Experience 1: The classroom instinct
One of the most common themes in educator accounts is how quickly people default to childhood hiding habits. In a stressful moment, students may dive under desks because that is what they have practiced for storms or because it simply feels instinctive. Teachers who have reflected on drills often say the same thing afterward: unless that location also gets students out of view and behind a secured barrier, it may create a false sense of safety. What changed outcomes in many stories was not a dramatic action scene. It was a teacher moving students fast to a lockable side room, shutting off lights, silencing phones, and using furniture to reinforce the door.
Experience 2: The missed seconds
Another repeated lesson is how much time gets lost to hesitation. Survivors often describe spending the first few moments trying to interpret what they heard. Was it construction? A dropped object? A prank? Those few seconds matter. People who moved quickly when they recognized danger often got farther away, found a better exit, or reached a more secure hiding place. The takeaway is not that everyone should panic at every loud sound. It is that when multiple cues point to real danger, speed matters more than social awkwardness. Nobody gets a trophy for being the calmest incorrect person in the hallway.

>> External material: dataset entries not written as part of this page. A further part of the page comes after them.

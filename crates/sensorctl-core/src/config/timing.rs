//! Event loop and polling cadence

use serde::{Deserialize, Serialize};
use std::time::Duration;

use super::serde_utils::duration_secs;

/// Poll intervals and limits used by the orchestrator
#[derive(Debug, Clone, Serialize, Deserialize)]
#[serde(default)]
pub struct TimingConfig {
    /// Interval of the loop's own tick message
    #[serde(with = "duration_secs")]
    pub tick: Duration,

    /// Idle inventory refresh interval
    #[serde(with = "duration_secs")]
    pub refresh_interval: Duration,

    /// Maximum log lines kept per operation
    pub log_capacity: usize,

    /// Deployment: waiting for the API to report running with an address
    #[serde(with = "duration_secs")]
    pub api_poll: Duration,

    /// Deployment: waiting for the SSH port
    #[serde(with = "duration_secs")]
    pub port_poll: Duration,

    /// Deployment: waiting for the SSH service to answer
    #[serde(with = "duration_secs")]
    pub service_poll: Duration,

    /// Deployment: waiting for seeding, which can take over an hour
    #[serde(with = "duration_secs")]
    pub seeding_poll: Duration,

    /// Upgrade: delay before the first progress check
    #[serde(with = "duration_secs")]
    pub upgrade_first_check: Duration,

    /// Upgrade: interval between progress checks
    #[serde(with = "duration_secs")]
    pub upgrade_poll: Duration,
}

impl Default for TimingConfig {
    fn default() -> Self {
        Self {
            tick: Duration::from_secs(1),
            refresh_interval: Duration::from_secs(60),
            log_capacity: 20,
            api_poll: Duration::from_secs(30),
            port_poll: Duration::from_secs(10),
            service_poll: Duration::from_secs(10),
            seeding_poll: Duration::from_secs(15),
            upgrade_first_check: Duration::from_secs(5),
            upgrade_poll: Duration::from_secs(10),
        }
    }
}
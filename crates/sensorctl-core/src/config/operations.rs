//! Defaults for individual operations

use serde::{Deserialize, Serialize};
use std::path::PathBuf;

/// Location of the local sensor inventory
#[derive(Debug, Clone, Serialize, Deserialize)]
#[serde(default)]
pub struct InventoryConfig {
    /// Newline-delimited sensor names
    pub path: PathBuf,
}

impl Default for InventoryConfig {
    fn default() -> Self {
        Self {
            path: PathBuf::from(".sensors"),
        }
    }
}

/// Payload defaults for creating a sensor
#[derive(Debug, Clone, Serialize, Deserialize)]
#[serde(default)]
pub struct DeployDefaults {
    pub branch: String,
    pub team: String,
    pub username: String,
}

impl Default for DeployDefaults {
    fn default() -> Self {
        Self {
            branch: "testing".to_string(),
            team: "cicd".to_string(),
            username: whoami::username(),
        }
    }
}

/// Fleet manager the registration script points sensors at
#[derive(Debug, Clone, Serialize, Deserialize)]
#[serde(default)]
pub struct FleetConfig {
    pub address: String,
    pub port: u16,
}

impl Default for FleetConfig {
    fn default() -> Self {
        Self {
            address: "192.168.22.239".to_string(),
            port: 4443,
        }
    }
}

Experience 3: The quiet heroism of simple skills
After violent emergencies, the stories that stay with people are not always about confrontation. They are often about ordinary bystanders doing practical things well. A staff member who locked a door. A receptionist who guided people out a side exit. A coach who kept students low and quiet behind a barrier. A teenager who applied pressure to severe bleeding until paramedics arrived. These are not movie moments. They are disciplined, messy, deeply human moments. And they underscore an important point: survival is often built from simple actions done immediately, not from flashy acts of bravery.
Experience 4: The aftermath nobody sees on the news
In many post-incident accounts, the longest chapter begins after the headlines fade. Teachers describe returning to classrooms that feel emotionally unfamiliar. Students report being startled by bells, slammed doors, or crowded hallways. Parents become hypervigilant. Some people want to talk constantly; others avoid the topic for weeks. That range of reactions is common. Recovery is rarely linear. The people who tend to do better over time are often those who lean into support earlyfamily, peers, school counselors, clinicians, faith communities, routines, sleep, food, movement, and patience. In other words, surviving the moment matters, but so does surviving the month after it.
Put all those experiences together, and the teacher’s warning makes perfect sense. “Don’t get under the table” is not just a criticism of one hiding spot. It is a plea to think more effectively under pressure. Move if you can. Hide intelligently if you cannot. Fight only when forced. Help the injured when the scene allows it. And afterward, treat emotional recovery as real recoverynot as a side note.